» RECORDS FOR THIS TASK:
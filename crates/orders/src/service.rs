//! Order lifecycle service.
//!
//! Validates order creation against the catalog, enforces the status
//! state machine, and applies every status write through the
//! repository's conditional update.

use std::sync::Arc;

use common::{Clock, OrderId, OrderNumber, SystemClock, UserId};
use catalog::CatalogStore;
use serde::{Deserialize, Serialize};

use crate::error::OrderError;
use crate::order::{Order, OrderItem, ShippingAddress, StatusChange};
use crate::repository::{OrderFilter, OrderPatch, OrderRepository, UpdateGuard};
use crate::status::{OrderStatus, PaymentMethod};

/// An item as requested by the client, carrying the price it saw.
///
/// The supplied unit price is only used to detect stale carts; the
/// persisted price always comes from the catalog.
#[derive(Debug, Clone, Deserialize)]
pub struct RequestedItem {
    pub product_id: common::ProductId,
    pub unit_price: common::Money,
    pub quantity: u32,
}

/// Command to create a new order.
#[derive(Debug, Clone)]
pub struct CreateOrder {
    pub user_id: UserId,
    pub items: Vec<RequestedItem>,
    pub shipping_address: ShippingAddress,
    pub payment_method: PaymentMethod,
    pub notes: Option<String>,
}

/// Command for an admin-driven status transition.
#[derive(Debug, Clone)]
pub struct UpdateStatus {
    pub order_id: OrderId,
    pub new_status: OrderStatus,
    pub tracking_number: Option<String>,
    pub notes: Option<String>,
}

/// Public tracking projection, looked up by order number.
#[derive(Debug, Clone, Serialize)]
pub struct TrackingInfo {
    pub order_number: OrderNumber,
    pub status: OrderStatus,
    pub tracking_number: Option<String>,
    pub status_history: Vec<StatusChange>,
}

/// Service for managing the order lifecycle.
pub struct OrderService<R: OrderRepository, C: CatalogStore> {
    repo: R,
    catalog: C,
    clock: Arc<dyn Clock>,
}

impl<R: OrderRepository, C: CatalogStore> OrderService<R, C> {
    /// Creates a new order service with the system clock.
    pub fn new(repo: R, catalog: C) -> Self {
        Self::with_clock(repo, catalog, Arc::new(SystemClock))
    }

    /// Creates an order service with an injected clock.
    pub fn with_clock(repo: R, catalog: C, clock: Arc<dyn Clock>) -> Self {
        Self {
            repo,
            catalog,
            clock,
        }
    }

    /// Creates a new order after validating every requested item
    /// against the catalog. Stock is not touched here; it is only
    /// decremented once a payment settles.
    #[tracing::instrument(skip(self, cmd), fields(user_id = %cmd.user_id))]
    pub async fn create_order(&self, cmd: CreateOrder) -> Result<Order, OrderError> {
        if cmd.items.is_empty() {
            return Err(OrderError::NoItems);
        }

        let mut items = Vec::with_capacity(cmd.items.len());
        for requested in &cmd.items {
            if requested.quantity == 0 {
                return Err(OrderError::InvalidQuantity {
                    quantity: requested.quantity,
                });
            }

            let product = self
                .catalog
                .get_product(&requested.product_id)
                .await?
                .filter(|p| p.is_active)
                .ok_or_else(|| OrderError::ProductNotFound(requested.product_id.clone()))?;

            if requested.quantity > product.stock {
                return Err(OrderError::OutOfStock {
                    product_id: requested.product_id.clone(),
                    requested: requested.quantity,
                    available: product.stock,
                });
            }

            if requested.unit_price != product.price {
                return Err(OrderError::PriceMismatch {
                    product_id: requested.product_id.clone(),
                    supplied: requested.unit_price,
                    current: product.price,
                });
            }

            items.push(OrderItem {
                product_id: product.id,
                product_name: product.name,
                unit_price: product.price,
                quantity: requested.quantity,
                image_ref: product.image_ref,
            });
        }

        let order = Order::create(
            cmd.user_id,
            items,
            cmd.shipping_address,
            cmd.payment_method,
            cmd.notes,
            self.clock.now(),
        );
        self.repo.insert(order.clone()).await?;

        metrics::counter!("orders_created_total").increment(1);
        tracing::info!(order_id = %order.id, order_number = %order.order_number, "order created");

        Ok(order)
    }

    /// Cancels an order on behalf of its owner (or an admin).
    ///
    /// Only pending and confirmed orders can be cancelled; the payment
    /// status is left untouched.
    #[tracing::instrument(skip(self))]
    pub async fn cancel_order(
        &self,
        order_id: OrderId,
        requested_by: UserId,
        is_admin: bool,
    ) -> Result<Order, OrderError> {
        let order = self
            .repo
            .find_by_id(order_id)
            .await?
            .ok_or(OrderError::OrderNotFound(order_id))?;

        if !is_admin && !order.is_owned_by(requested_by) {
            return Err(OrderError::NotOwner);
        }

        if !order.status.can_cancel() {
            return Err(OrderError::NotCancellable {
                status: order.status,
            });
        }

        let applied = self
            .repo
            .conditional_update(
                order_id,
                UpdateGuard::status_is(order.status),
                OrderPatch::set_status(OrderStatus::Cancelled),
            )
            .await?;
        if !applied {
            return Err(OrderError::ConcurrentUpdate);
        }

        metrics::counter!("orders_cancelled_total").increment(1);
        tracing::info!(%order_id, "order cancelled");

        self.repo
            .find_by_id(order_id)
            .await?
            .ok_or(OrderError::OrderNotFound(order_id))
    }

    /// Applies an admin status transition, enforcing the lifecycle
    /// table and the tracking-number rule.
    #[tracing::instrument(skip(self, cmd), fields(order_id = %cmd.order_id))]
    pub async fn update_status(&self, cmd: UpdateStatus) -> Result<Order, OrderError> {
        let order = self
            .repo
            .find_by_id(cmd.order_id)
            .await?
            .ok_or(OrderError::OrderNotFound(cmd.order_id))?;

        if !order.status.can_transition_to(cmd.new_status) {
            return Err(OrderError::InvalidTransition {
                from: order.status,
                to: cmd.new_status,
            });
        }

        if cmd.tracking_number.is_some() && !cmd.new_status.accepts_tracking_number() {
            return Err(OrderError::TrackingNotAllowed {
                target: cmd.new_status,
            });
        }

        let patch = OrderPatch {
            status: Some(cmd.new_status),
            tracking_number: cmd.tracking_number,
            notes: cmd.notes,
            ..OrderPatch::default()
        };
        let applied = self
            .repo
            .conditional_update(cmd.order_id, UpdateGuard::status_is(order.status), patch)
            .await?;
        if !applied {
            return Err(OrderError::ConcurrentUpdate);
        }

        tracing::info!(order_id = %cmd.order_id, status = %cmd.new_status, "order status updated");

        self.repo
            .find_by_id(cmd.order_id)
            .await?
            .ok_or(OrderError::OrderNotFound(cmd.order_id))
    }

    /// Public tracking lookup by order number. No ownership check:
    /// the order number itself is the capability.
    #[tracing::instrument(skip(self))]
    pub async fn track_order(&self, number: &OrderNumber) -> Result<TrackingInfo, OrderError> {
        let order = self
            .repo
            .find_by_order_number(number)
            .await?
            .ok_or_else(|| OrderError::UnknownOrderNumber(number.clone()))?;

        Ok(TrackingInfo {
            order_number: order.order_number,
            status: order.status,
            tracking_number: order.tracking_number,
            status_history: order.status_history,
        })
    }

    /// Loads an order for its owner or an admin.
    #[tracing::instrument(skip(self))]
    pub async fn get_order(
        &self,
        order_id: OrderId,
        requested_by: UserId,
        is_admin: bool,
    ) -> Result<Order, OrderError> {
        let order = self
            .repo
            .find_by_id(order_id)
            .await?
            .ok_or(OrderError::OrderNotFound(order_id))?;

        if !is_admin && !order.is_owned_by(requested_by) {
            return Err(OrderError::NotOwner);
        }

        Ok(order)
    }

    /// Lists a user's own orders, newest first.
    #[tracing::instrument(skip(self))]
    pub async fn orders_for_user(&self, user_id: UserId) -> Result<Vec<Order>, OrderError> {
        Ok(self.repo.find_by_user(user_id).await?)
    }

    /// Lists orders for the admin console.
    #[tracing::instrument(skip(self))]
    pub async fn list_orders(&self, filter: OrderFilter) -> Result<Vec<Order>, OrderError> {
        Ok(self.repo.list(filter).await?)
    }
}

» WHAT YOU HAVE TO DO:
Copy out the records in full, matching every line character for character.

» FINAL ANSWER:
filename crates/orders/src/service.rs
//! Order lifecycle service.
//!
//! Validates order creation against the catalog, enforces the status
//! state machine, and applies every status write through the
//! repository's conditional update.

use std::sync::Arc;

use common::{Clock, OrderId, OrderNumber, SystemClock, UserId};
use catalog::CatalogStore;
use serde::{Deserialize, Serialize};

use crate::error::OrderError;
use crate::order::{Order, OrderItem, ShippingAddress, StatusChange};
use crate::repository::{OrderFilter, OrderPatch, OrderRepository, UpdateGuard};
use crate::status::{OrderStatus, PaymentMethod};

/// An item as requested by the client, carrying the price it saw.
///
/// The supplied unit price is only used to detect stale carts; the
/// persisted price always comes from the catalog.
#[derive(Debug, Clone, Deserialize)]
pub struct RequestedItem {
    pub product_id: common::ProductId,
    pub unit_price: common::Money,
    pub quantity: u32,
}

/// Command to create a new order.
#[derive(Debug, Clone)]
pub struct CreateOrder {
    pub user_id: UserId,
    pub items: Vec<RequestedItem>,
    pub shipping_address: ShippingAddress,
    pub payment_method: PaymentMethod,
    pub notes: Option<String>,
}

/// Command for an admin-driven status transition.
#[derive(Debug, Clone)]
pub struct UpdateStatus {
    pub order_id: OrderId,
    pub new_status: OrderStatus,
    pub tracking_number: Option<String>,
    pub notes: Option<String>,
}

/// Public tracking projection, looked up by order number.
#[derive(Debug, Clone, Serialize)]
pub struct TrackingInfo {
    pub order_number: OrderNumber,
    pub status: OrderStatus,
    pub tracking_number: Option<String>,
    pub status_history: Vec<StatusChange>,
}

/// Service for managing the order lifecycle.
pub struct OrderService<R: OrderRepository, C: CatalogStore> {
    repo: R,
    catalog: C,
    clock: Arc<dyn Clock>,
}

impl<R: OrderRepository, C: CatalogStore> OrderService<R, C> {
    /// Creates a new order service with the system clock.
    pub fn new(repo: R, catalog: C) -> Self {
        Self::with_clock(repo, catalog, Arc::new(SystemClock))
    }

    /// Creates an order service with an injected clock.
    pub fn with_clock(repo: R, catalog: C, clock: Arc<dyn Clock>) -> Self {
        Self {
            repo,
            catalog,
            clock,
        }
    }

    /// Creates a new order after validating every requested item
    /// against the catalog. Stock is not touched here; it is only
    /// decremented once a payment settles.
    #[tracing::instrument(skip(self, cmd), fields(user_id = %cmd.user_id))]
    pub async fn create_order(&self, cmd: CreateOrder) -> Result<Order, OrderError> {
        if cmd.items.is_empty() {
            return Err(OrderError::NoItems);
        }

        let mut items = Vec::with_capacity(cmd.items.len());
        for requested in &cmd.items {
            if requested.quantity == 0 {
                return Err(OrderError::InvalidQuantity {
                    quantity: requested.quantity,
                });
            }

            let product = self
                .catalog
                .get_product(&requested.product_id)
                .await?
                .filter(|p| p.is_active)
                .ok_or_else(|| OrderError::ProductNotFound(requested.product_id.clone()))?;

            if requested.quantity > product.stock {
                return Err(OrderError::OutOfStock {
                    product_id: requested.product_id.clone(),
                    requested: requested.quantity,
                    available: product.stock,
                });
            }

            if requested.unit_price != product.price {
                return Err(OrderError::PriceMismatch {
                    product_id: requested.product_id.clone(),
                    supplied: requested.unit_price,
                    current: product.price,
                });
            }

            items.push(OrderItem {
                product_id: product.id,
                product_name: product.name,
                unit_price: product.price,
                quantity: requested.quantity,
                image_ref: product.image_ref,
            });
        }

        let order = Order::create(
            cmd.user_id,
            items,
            cmd.shipping_address,
            cmd.payment_method,
            cmd.notes,
            self.clock.now(),
        );
        self.repo.insert(order.clone()).await?;

        metrics::counter!("orders_created_total").increment(1);
        tracing::info!(order_id = %order.id, order_number = %order.order_number, "order created");

        Ok(order)
    }

    /// Cancels an order on behalf of its owner (or an admin).
    ///
    /// Only pending and confirmed orders can be cancelled; the payment
    /// status is left untouched.
    #[tracing::instrument(skip(self))]
    pub async fn cancel_order(
        &self,
        order_id: OrderId,
        requested_by: UserId,
        is_admin: bool,
    ) -> Result<Order, OrderError> {
        let order = self
            .repo
            .find_by_id(order_id)
            .await?
            .ok_or(OrderError::OrderNotFound(order_id))?;

        if !is_admin && !order.is_owned_by(requested_by) {
            return Err(OrderError::NotOwner);
        }

        if !order.status.can_cancel() {
            return Err(OrderError::NotCancellable {
                status: order.status,
            });
        }

        let applied = self
            .repo
            .conditional_update(
                order_id,
                UpdateGuard::status_is(order.status),
                OrderPatch::set_status(OrderStatus::Cancelled),
            )
            .await?;
        if !applied {
            return Err(OrderError::ConcurrentUpdate);
        }

        metrics::counter!("orders_cancelled_total").increment(1);
        tracing::info!(%order_id, "order cancelled");

        self.repo
            .find_by_id(order_id)
            .await?
            .ok_or(OrderError::OrderNotFound(order_id))
    }

    /// Applies an admin status transition, enforcing the lifecycle
    /// table and the tracking-number rule.
    #[tracing::instrument(skip(self, cmd), fields(order_id = %cmd.order_id))]
    pub async fn update_status(&self, cmd: UpdateStatus) -> Result<Order, OrderError> {
        let order = self
            .repo
            .find_by_id(cmd.order_id)
            .await?
            .ok_or(OrderError::OrderNotFound(cmd.order_id))?;

        if !order.status.can_transition_to(cmd.new_status) {
            return Err(OrderError::InvalidTransition {
                from: order.status,
                to: cmd.new_status,
            });
        }

        if cmd.tracking_number.is_some() && !cmd.new_status.accepts_tracking_number() {
            return Err(OrderError::TrackingNotAllowed {
                target: cmd.new_status,
            });
        }

        let patch = OrderPatch {
            status: Some(cmd.new_status),
            tracking_number: cmd.tracking_number,
            notes: cmd.notes,
            ..OrderPatch::default()
        };
        let applied = self
            .repo
            .conditional_update(cmd.order_id, UpdateGuard::status_is(order.status), patch)
            .await?;
        if !applied {
            return Err(OrderError::ConcurrentUpdate);
        }

        tracing::info!(order_id = %cmd.order_id, status = %cmd.new_status, "order status updated");

        self.repo
            .find_by_id(cmd.order_id)
            .await?
            .ok_or(OrderError::OrderNotFound(cmd.order_id))
    }

    /// Public tracking lookup by order number. No ownership check:
    /// the order number itself is the capability.
    #[tracing::instrument(skip(self))]
    pub async fn track_order(&self, number: &OrderNumber) -> Result<TrackingInfo, OrderError> {
        let order = self
            .repo
            .find_by_order_number(number)
            .await?
            .ok_or_else(|| OrderError::UnknownOrderNumber(number.clone()))?;

        Ok(TrackingInfo {
            order_number: order.order_number,
            status: order.status,
            tracking_number: order.tracking_number,
            status_history: order.status_history,
        })
    }

    /// Loads an order for its owner or an admin.
    #[tracing::instrument(skip(self))]
    pub async fn get_order(
        &self,
        order_id: OrderId,
        requested_by: UserId,
        is_admin: bool,
    ) -> Result<Order, OrderError> {
        let order = self
            .repo
            .find_by_id(order_id)
            .await?
            .ok_or(OrderError::OrderNotFound(order_id))?;

        if !is_admin && !order.is_owned_by(requested_by) {
            return Err(OrderError::NotOwner);
        }

        Ok(order)
    }

    /// Lists a user's own orders, newest first.
    #[tracing::instrument(skip(self))]
    pub async fn orders_for_user(&self, user_id: UserId) -> Result<Vec<Order>, OrderError> {
        Ok(self.repo.find_by_user(user_id).await?)
    }

    /// Lists orders for the admin console.
    #[tracing::instrument(skip(self))]
    pub async fn list_orders(&self, filter: OrderFilter) -> Result<Vec<Order>, OrderError> {
        Ok(self.repo.list(filter).await?)
    }
}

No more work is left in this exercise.